Dengan bersimbah air mata, Fitri melepaskan pelukannya. Perlahan ia mengusap
kedua matanya lalu kembali menatap wajah Fandi dengan sayu.
“Semua
yang kau katakana adalah benar Fandi. Masalah inilah yang selalu menganggu
pikiran ibu. Saranmu akan ibu turuti, dari pada kau dan ibu dijadikan korban
oleh ayahmu!” jawab Fitri. “Mari kita pulang Fandi. Takut ayahmu pulang lebih
awal dari biasanya,” ajak Fitri pada anaknya.
Fandi
mengangguk sambil bergegas melangkahkan kakinya menuju mobil. Sementara Fitri
mengikutinya dari belakang. Tanpa banyak bicara, Fandi langsung menstarter
mobil dan segera meluncur pulang.
Sampai
di rumah, Fitri menerobos masuk ke dalam rumah dan langsung berganti pakaian.
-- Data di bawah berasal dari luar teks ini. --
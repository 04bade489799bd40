//! Fuzz target for frame decoding and analysis.
//!
//! Splits the input into frames, decodes each under every supported link
//! type and analyzes the result. Neither step should ever panic.

#![no_main]

use libfuzzer_sys::fuzz_target;
use pcaptel::decode::{linktype, FrameDecoder};
use pcaptel::pcap::RawPacket;
use pcaptel_core::PacketAnalyzer;

const LINK_TYPES: [u16; 4] = [
    linktype::ETHERNET,
    linktype::LINUX_SLL,
    linktype::RAW,
    linktype::IPV4,
];

fuzz_target!(|data: &[u8]| {
    let mut decoder = FrameDecoder::new();
    let mut records = Vec::new();

    // Each chunk is prefixed by a one-byte length.
    let mut rest = data;
    let mut frame_number = 0u64;
    while let Some((&len, tail)) = rest.split_first() {
        let len = usize::from(len).min(tail.len());
        let (frame, tail) = tail.split_at(len);
        rest = tail;

        for link_type in LINK_TYPES {
            frame_number += 1;
            let raw = RawPacket::new(
                frame_number,
                frame_number as i64 * 1_000_000,
                len as u32,
                len as u32,
                link_type,
                frame.to_vec(),
            );
            records.push(decoder.decode(&raw));
        }
    }

    let _ = PacketAnalyzer::default().analyze(&records);
});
Setelah itu ia segera beristirahat untuk meninggalkan jejak bahwa dirinya
pulang dari bepergian. Sedangkan Fandi duduk di kursi tamu sambil membaca
Koran. Dalam hatinya berkecamuk rencana yang telah disepakati dengan ibunya.
Tak
lama kemudian Sasmito ayah Fandi tiba. Mendengar suara suaminya, Fitri
pura-pura tidur. Sementara itu Fandi merasa bersyukur karena ayahnya tidak
mengetahui bahwa ibu dan dia pulang dari perkebunan.
Malam Kematian Sang Ibu
Malam
nampak cerah, purnama bersinar terang. Tapi fandi dicekam ketakutan menyaksikan
purnama itu. Hatinya begitu gelisah. Siapakah yang akan dijadikan tumbal oleh
ayahnya pada Purnama ini? Keringat Fandi mengucur deras membasahi kemeja yang
ia kenakan. Ia beranjak dari ranjangnya, Fandi mengkhawatirkan keadaan ibunya.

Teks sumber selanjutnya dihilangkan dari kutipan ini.